A fork lifting rice and a mushroom in a rich brown sauce above a paper bowl of wild rice, hominy, mushrooms, and whitefish with brown and purple sauce.
A light caramel-colored iced team and a purple blueberry lemonade, both in plastic cups with green straws, sitting on a wooden table.

Earlier this month I made the trek up to Wisconsin’s South Shore and took a drizzly ferry ride to Madeline Island. I’ve been meaning to visit Miijim, chef Bryce Stevenson’s Ojibwe restaurant “with a touch of French style” for a while, and came by for a weekend lunch (dinner service starts next week). I’m still thinking about this blueberry cedar lemonade, which I guzzled, and this wild rice bowl of white hominy, smoked whitefish, and really exquisite whole mushrooms, which soaked up the dish’s chaga mole and blueberry sauce in their pleated caps. Stevenson was a James Beard semifinalist for Emerging Chef this year — keep an eye on Instagram for the forthcoming dinner menu.

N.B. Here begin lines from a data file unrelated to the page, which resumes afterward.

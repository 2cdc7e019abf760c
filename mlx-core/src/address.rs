//! Device addressing and the command set
//!
//! The MLX90614 answers on a 7-bit slave address. On the wire the address
//! is shifted left and the R/W bit is appended:
//!
//! ```text
//! write: addr << 1        read: (addr << 1) | 1
//! ```

/// Factory default slave address
pub const DEFAULT_ADDRESS: u8 = 0x5A;

/// SMBus general address; every MLX90614 on the bus responds to it
pub const GENERAL_ADDRESS: u8 = 0x00;

/// 7-bit device address with its two on-wire forms
#[derive(Debug, Clone, Copy, PartialEq, Eq, Hash)]
#[cfg_attr(feature = "defmt", derive(defmt::Format))]
pub struct BusAddress(u8);

impl BusAddress {
    /// Wrap a 7-bit address
    ///
    /// The top bit is shifted out when the wire form is built, matching what
    /// the bus itself would do with an 8-bit value.
    pub const fn new(address: u8) -> Self {
        Self(address)
    }

    /// The 7-bit address
    pub const fn device(self) -> u8 {
        self.0
    }

    /// Address byte for a write (R/W bit clear)
    pub const fn write(self) -> u8 {
        self.0 << 1
    }

    /// Address byte for a read (R/W bit set)
    pub const fn read(self) -> u8 {
        (self.0 << 1) | 0x01
    }
}

impl From<u8> for BusAddress {
    fn from(address: u8) -> Self {
        Self::new(address)
    }
}

/// Commands accepted by `send_command`
pub mod command {
    /// First supported raw command
    pub const CMD_0X60: u8 = 0x60;
    /// Second supported raw command
    pub const CMD_0X61: u8 = 0x61;

    /// Commands the protocol layer will put on the bus
    pub const SUPPORTED: [u8; 2] = [CMD_0X60, CMD_0X61];

    /// Whether `command` may be sent with `send_command`
    pub const fn is_supported(command: u8) -> bool {
        matches!(command, CMD_0X60 | CMD_0X61)
    }
}
//! Protocol errors
//!
//! Every operation either completes with a verified frame or reports
//! exactly one of these. Nothing is retried at this layer.

use core::fmt;

/// Errors returned by SMBus operations
#[derive(Debug, Clone, Copy, PartialEq, Eq)]
#[cfg_attr(feature = "defmt", derive(defmt::Format))]
pub enum Error {
    /// A byte was not acknowledged, or the peripheral reported a failed
    /// transfer
    Transfer,
    /// Received PEC does not match the PEC computed over the frame
    Integrity {
        /// PEC computed locally
        computed: u8,
        /// PEC byte received from the device
        received: u8,
    },
    /// Word read back after a write differs from the written word
    Verify {
        /// Value that was written
        written: u16,
        /// Value the device returned
        read_back: u16,
    },
    /// `send_command` called with a command outside the supported set
    UnsupportedCommand(u8),
    /// The data line stayed low past the configured idle deadline
    Timeout,
}

impl fmt::Display for Error {
    fn fmt(&self, f: &mut fmt::Formatter<'_>) -> fmt::Result {
        match self {
            Error::Transfer => f.write_str("transfer not acknowledged"),
            Error::Integrity { computed, received } => write!(
                f,
                "PEC mismatch: computed {:#04x}, received {:#04x}",
                computed, received
            ),
            Error::Verify { written, read_back } => write!(
                f,
                "write verify failed: wrote {:#06x}, read back {:#06x}",
                written, read_back
            ),
            Error::UnsupportedCommand(cmd) => write!(f, "unsupported command {:#04x}", cmd),
            Error::Timeout => f.write_str("bus held low past deadline"),
        }
    }
}

/// Result alias for SMBus operations
pub type Result<T> = core::result::Result<T, Error>;
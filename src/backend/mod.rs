//! Auth backend boundary
//!
//! This module defines the contract the session manager depends on and the
//! pieces a concrete backend client is built from.
//!
//! # Modules
//!
//! - [`events`] - Push channel for session changes
//! - [`storage`] - Session persistence across restarts
//! - [`gotrue`] - HTTP client for the hosted auth service

pub mod events;
pub mod gotrue;
pub mod storage;

pub use events::{AuthEventBus, AuthSubscription};
pub use gotrue::{AutoRefreshGuard, GoTrueClient};
pub use storage::{FileSessionStore, MemorySessionStore, SessionStore, StoreError};

use crate::models::{
    AuthData, AuthResult, OtpRequest, PasswordCredentials, ProfileUpdate, Session, SignUpRequest,
    User, VerifyOtpRequest,
};
use async_trait::async_trait;

/// Hosted authentication service as seen by the session manager
///
/// Implementations own credential checks, code dispatch, token issuance and
/// session persistence. Every session change they cause must also be pushed
/// to subscribers obtained from [`AuthBackend::on_auth_state_change`].
#[async_trait]
pub trait AuthBackend: Send + Sync {
    /// Current session, restored from storage if one is still valid
    ///
    /// # Errors
    /// Returns an error if the stored session cannot be read or refreshed
    async fn get_session(&self) -> AuthResult<Option<Session>>;

    /// Subscribe to pushed session changes
    fn on_auth_state_change(&self) -> AuthSubscription;

    /// Ask the backend to e-mail a one-time code
    ///
    /// # Errors
    /// Returns an error if the backend rejects the address or is unreachable
    async fn sign_in_with_otp(&self, request: OtpRequest) -> AuthResult<AuthData>;

    /// Exchange an e-mail and password for a session
    ///
    /// # Errors
    /// Returns an error if the credentials are rejected or the backend is unreachable
    async fn sign_in_with_password(&self, credentials: PasswordCredentials)
        -> AuthResult<AuthData>;

    /// Create an account with initial profile metadata
    ///
    /// # Errors
    /// Returns an error if the account exists, the password is too weak, or
    /// the backend is unreachable
    async fn sign_up(&self, request: SignUpRequest) -> AuthResult<AuthData>;

    /// Verify a one-time code and obtain a session
    ///
    /// # Errors
    /// Returns an error if the code is invalid or expired, or the backend is unreachable
    async fn verify_otp(&self, request: VerifyOtpRequest) -> AuthResult<AuthData>;

    /// Invalidate the current session
    ///
    /// # Errors
    /// Returns an error if the backend could not invalidate the session
    async fn sign_out(&self) -> AuthResult<()>;

    /// Merge `update` into the signed-in user's metadata
    ///
    /// # Errors
    /// Returns an error if there is no session or the backend rejects the update
    async fn update_user(&self, update: ProfileUpdate) -> AuthResult<User>;
}
//! Form checks run by the login, sign-up and verification screens before
//! they call the session manager
//!
//! Each validator returns the first failing field, in the order the fields
//! appear on screen.

use once_cell::sync::Lazy;
use regex::Regex;
use thiserror::Error;

/// Default minimum password length
pub const MIN_PASSWORD_LENGTH: usize = 6;

static EMAIL_RE: Lazy<Regex> = Lazy::new(|| {
    Regex::new(r"^[^\s@]+@[^\s@]+\.[^\s@]+$").expect("Invalid email regex")
});

/// Why a form cannot be submitted; the message is shown verbatim
#[derive(Debug, Clone, PartialEq, Eq, Error)]
pub enum ValidationError {
    #[error("Please enter your full name")]
    MissingFullName,
    #[error("Please enter your email address")]
    MissingEmail,
    #[error("Please enter a valid email address")]
    InvalidEmail,
    #[error("Please enter your college name")]
    MissingCollege,
    #[error("Please enter a password")]
    MissingNewPassword,
    #[error("Please enter your password")]
    MissingPassword,
    #[error("Password must be at least {0} characters")]
    PasswordTooShort(usize),
    #[error("Passwords do not match")]
    PasswordMismatch,
    #[error("Please enter the verification code")]
    MissingCode,
}

impl ValidationError {
    /// Form field the error belongs to
    #[must_use]
    pub fn field(&self) -> &'static str {
        match self {
            ValidationError::MissingFullName => "full_name",
            ValidationError::MissingEmail | ValidationError::InvalidEmail => "email",
            ValidationError::MissingCollege => "college",
            ValidationError::MissingNewPassword
            | ValidationError::MissingPassword
            | ValidationError::PasswordTooShort(_) => "password",
            ValidationError::PasswordMismatch => "confirm_password",
            ValidationError::MissingCode => "code",
        }
    }
}

/// Whether `email` looks like an address (`name@host.tld`)
#[must_use]
pub fn is_valid_email(email: &str) -> bool {
    EMAIL_RE.is_match(email)
}

fn check_email(email: &str) -> Result<String, ValidationError> {
    let email = email.trim();
    if email.is_empty() {
        return Err(ValidationError::MissingEmail);
    }
    if !is_valid_email(email) {
        return Err(ValidationError::InvalidEmail);
    }
    Ok(email.to_string())
}

/// Login screen input
#[derive(Clone, Default)]
pub struct LoginForm {
    pub email: String,
    pub password: String,
}

impl LoginForm {
    /// Validate for a password sign-in, returning the trimmed e-mail
    ///
    /// # Errors
    /// Returns the first field that fails
    pub fn validate_password_login(&self) -> Result<String, ValidationError> {
        let email = check_email(&self.email)?;
        if self.password.is_empty() {
            return Err(ValidationError::MissingPassword);
        }
        Ok(email)
    }

    /// Validate for a one-time-code request; only the e-mail matters
    ///
    /// # Errors
    /// Returns [`ValidationError::MissingEmail`] or [`ValidationError::InvalidEmail`]
    pub fn validate_otp_request(&self) -> Result<String, ValidationError> {
        check_email(&self.email)
    }
}

/// Sign-up screen input
#[derive(Clone, Default)]
pub struct SignUpForm {
    pub full_name: String,
    pub email: String,
    pub college: String,
    pub password: String,
    pub confirm_password: String,
}

impl SignUpForm {
    /// Validate every field, requiring passwords of `min_password_length`
    ///
    /// # Errors
    /// Returns the first field that fails
    pub fn validate(&self, min_password_length: usize) -> Result<(), ValidationError> {
        if self.full_name.trim().is_empty() {
            return Err(ValidationError::MissingFullName);
        }
        check_email(&self.email)?;
        if self.college.trim().is_empty() {
            return Err(ValidationError::MissingCollege);
        }
        if self.password.is_empty() {
            return Err(ValidationError::MissingNewPassword);
        }
        if self.password.chars().count() < min_password_length {
            return Err(ValidationError::PasswordTooShort(min_password_length));
        }
        if self.password != self.confirm_password {
            return Err(ValidationError::PasswordMismatch);
        }
        Ok(())
    }
}

/// Validate a verification code, returning it trimmed
///
/// # Errors
/// Returns [`ValidationError::MissingCode`] for a blank code
pub fn validate_otp_code(code: &str) -> Result<String, ValidationError> {
    let code = code.trim();
    if code.is_empty() {
        return Err(ValidationError::MissingCode);
    }
    Ok(code.to_string())
}

#[cfg(test)]
mod tests {
    use super::*;

    fn sign_up_form() -> SignUpForm {
        SignUpForm {
            full_name: "Test User".to_string(),
            email: "test@example.com".to_string(),
            college: "Test College".to_string(),
            password: "secret123".to_string(),
            confirm_password: "secret123".to_string(),
        }
    }

    #[test]
    fn test_email_pattern() {
        assert!(is_valid_email("a@b.co"));
        assert!(is_valid_email("first.last+tag@uni.ac.in"));
        assert!(!is_valid_email("a@b"));
        assert!(!is_valid_email("a b@c.de"));
        assert!(!is_valid_email("@c.de"));
        assert!(!is_valid_email("a@@c.de"));
    }

    #[test]
    fn test_login_form() {
        let mut form = LoginForm::default();
        assert_eq!(form.validate_otp_request(), Err(ValidationError::MissingEmail));

        form.email = "nope".to_string();
        assert_eq!(
            form.validate_otp_request().unwrap_err().to_string(),
            "Please enter a valid email address"
        );

        form.email = "  test@example.com ".to_string();
        assert_eq!(form.validate_otp_request().unwrap(), "test@example.com");
        assert_eq!(
            form.validate_password_login(),
            Err(ValidationError::MissingPassword)
        );

        form.password = "x".to_string();
        assert!(form.validate_password_login().is_ok());
    }

    #[test]
    fn test_sign_up_form_reports_first_failure() {
        assert!(sign_up_form().validate(MIN_PASSWORD_LENGTH).is_ok());

        let form = SignUpForm {
            full_name: " ".to_string(),
            college: String::new(),
            ..sign_up_form()
        };
        assert_eq!(
            form.validate(MIN_PASSWORD_LENGTH),
            Err(ValidationError::MissingFullName)
        );

        let form = SignUpForm {
            college: String::new(),
            ..sign_up_form()
        };
        assert_eq!(
            form.validate(MIN_PASSWORD_LENGTH).unwrap_err().to_string(),
            "Please enter your college name"
        );
    }

    #[test]
    fn test_sign_up_passwords() {
        let form = SignUpForm {
            password: "abc".to_string(),
            confirm_password: "abc".to_string(),
            ..sign_up_form()
        };
        let error = form.validate(MIN_PASSWORD_LENGTH).unwrap_err();
        assert_eq!(error.to_string(), "Password must be at least 6 characters");
        assert_eq!(error.field(), "password");
        assert!(form.validate(3).is_ok());

        let form = SignUpForm {
            confirm_password: "secret124".to_string(),
            ..sign_up_form()
        };
        assert_eq!(
            form.validate(MIN_PASSWORD_LENGTH),
            Err(ValidationError::PasswordMismatch)
        );
    }

    #[test]
    fn test_otp_code() {
        assert_eq!(validate_otp_code("   "), Err(ValidationError::MissingCode));
        assert_eq!(validate_otp_code(" 123456 ").unwrap(), "123456");
    }
}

Butternut squash yellow curry at Khâluna

A stone bowl of rich yellow curry swirled with white coconut milk, with hunks of squash topped with puffed rice, pepitas, and some purple sweet potato chips sitting on a beige table amid glasses and bowls.

I ate at Khâluna for a friend’s birthday and tried a new dish: a Bengali yellow curry made with butternut squash and topped with puffed rice, pepitas, and a few purple sweet potato chips. I don’t often order hot curry dishes in the summer, but this was one of those rainy early June evenings, and the coconut cream swirled through the dish tempered its richness, as did the bright notes of Thai basil. I spooned it over my longan fried rice.